Collected data entries:
———
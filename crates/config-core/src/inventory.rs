//! Inventory reservation engine configuration.

use serde::{Deserialize, Serialize};

#[derive(Debug, Clone, Copy, PartialEq, Eq, Deserialize, Serialize)]
#[serde(rename_all = "lowercase")]
pub enum ReservationStrategyKind {
    Optimistic,
    Pessimistic,
}

impl ReservationStrategyKind {
    fn from_str(s: &str) -> Option<Self> {
        match s.to_lowercase().as_str() {
            "optimistic" => Some(Self::Optimistic),
            "pessimistic" => Some(Self::Pessimistic),
            _ => None,
        }
    }
}

#[derive(Debug, Clone, Deserialize, Serialize)]
pub struct InventoryConfig {
    pub reservation_ttl_seconds: i64,
    pub optimistic_cas_retries: u32,
    pub strategy_default: ReservationStrategyKind,
}

impl Default for InventoryConfig {
    fn default() -> Self {
        Self {
            reservation_ttl_seconds: 900,
            optimistic_cas_retries: 3,
            strategy_default: ReservationStrategyKind::Optimistic,
        }
    }
}

impl InventoryConfig {
    pub fn from_env() -> Self {
        let default = Self::default();
        Self {
            reservation_ttl_seconds: std::env::var("INVENTORY_RESERVATION_TTL_SECONDS")
                .ok()
                .and_then(|v| v.parse().ok())
                .unwrap_or(default.reservation_ttl_seconds),
            optimistic_cas_retries: std::env::var("INVENTORY_OPTIMISTIC_CAS_RETRIES")
                .ok()
                .and_then(|v| v.parse().ok())
                .unwrap_or(default.optimistic_cas_retries),
            strategy_default: std::env::var("INVENTORY_STRATEGY_DEFAULT")
                .ok()
                .and_then(|v| ReservationStrategyKind::from_str(&v))
                .unwrap_or(default.strategy_default),
        }
    }
}

#[cfg(test)]
mod tests {
    use super::*;

    #[test]
    fn defaults_match_spec() {
        let config = InventoryConfig::default();
        assert_eq!(config.reservation_ttl_seconds, 900);
        assert_eq!(config.optimistic_cas_retries, 3);
        assert_eq!(config.strategy_default, ReservationStrategyKind::Optimistic);
    }
}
———
ACTIVITY:
Reproduce the data shown above in its entirety, keeping each word as it is.

WRITTEN ANSWER:
filename crates/config-core/src/inventory.rs
//! Inventory reservation engine configuration.

use serde::{Deserialize, Serialize};

#[derive(Debug, Clone, Copy, PartialEq, Eq, Deserialize, Serialize)]
#[serde(rename_all = "lowercase")]
pub enum ReservationStrategyKind {
    Optimistic,
    Pessimistic,
}

impl ReservationStrategyKind {
    fn from_str(s: &str) -> Option<Self> {
        match s.to_lowercase().as_str() {
            "optimistic" => Some(Self::Optimistic),
            "pessimistic" => Some(Self::Pessimistic),
            _ => None,
        }
    }
}

#[derive(Debug, Clone, Deserialize, Serialize)]
pub struct InventoryConfig {
    pub reservation_ttl_seconds: i64,
    pub optimistic_cas_retries: u32,
    pub strategy_default: ReservationStrategyKind,
}

impl Default for InventoryConfig {
    fn default() -> Self {
        Self {
            reservation_ttl_seconds: 900,
            optimistic_cas_retries: 3,
            strategy_default: ReservationStrategyKind::Optimistic,
        }
    }
}

impl InventoryConfig {
    pub fn from_env() -> Self {
        let default = Self::default();
        Self {
            reservation_ttl_seconds: std::env::var("INVENTORY_RESERVATION_TTL_SECONDS")
                .ok()
                .and_then(|v| v.parse().ok())
                .unwrap_or(default.reservation_ttl_seconds),
            optimistic_cas_retries: std::env::var("INVENTORY_OPTIMISTIC_CAS_RETRIES")
                .ok()
                .and_then(|v| v.parse().ok())
                .unwrap_or(default.optimistic_cas_retries),
            strategy_default: std::env::var("INVENTORY_STRATEGY_DEFAULT")
                .ok()
                .and_then(|v| ReservationStrategyKind::from_str(&v))
                .unwrap_or(default.strategy_default),
        }
    }
}

#[cfg(test)]
mod tests {
    use super::*;

    #[test]
    fn defaults_match_spec() {
        let config = InventoryConfig::default();
        assert_eq!(config.reservation_ttl_seconds, 900);
        assert_eq!(config.optimistic_cas_retries, 3);
        assert_eq!(config.strategy_default, ReservationStrategyKind::Optimistic);
    }
}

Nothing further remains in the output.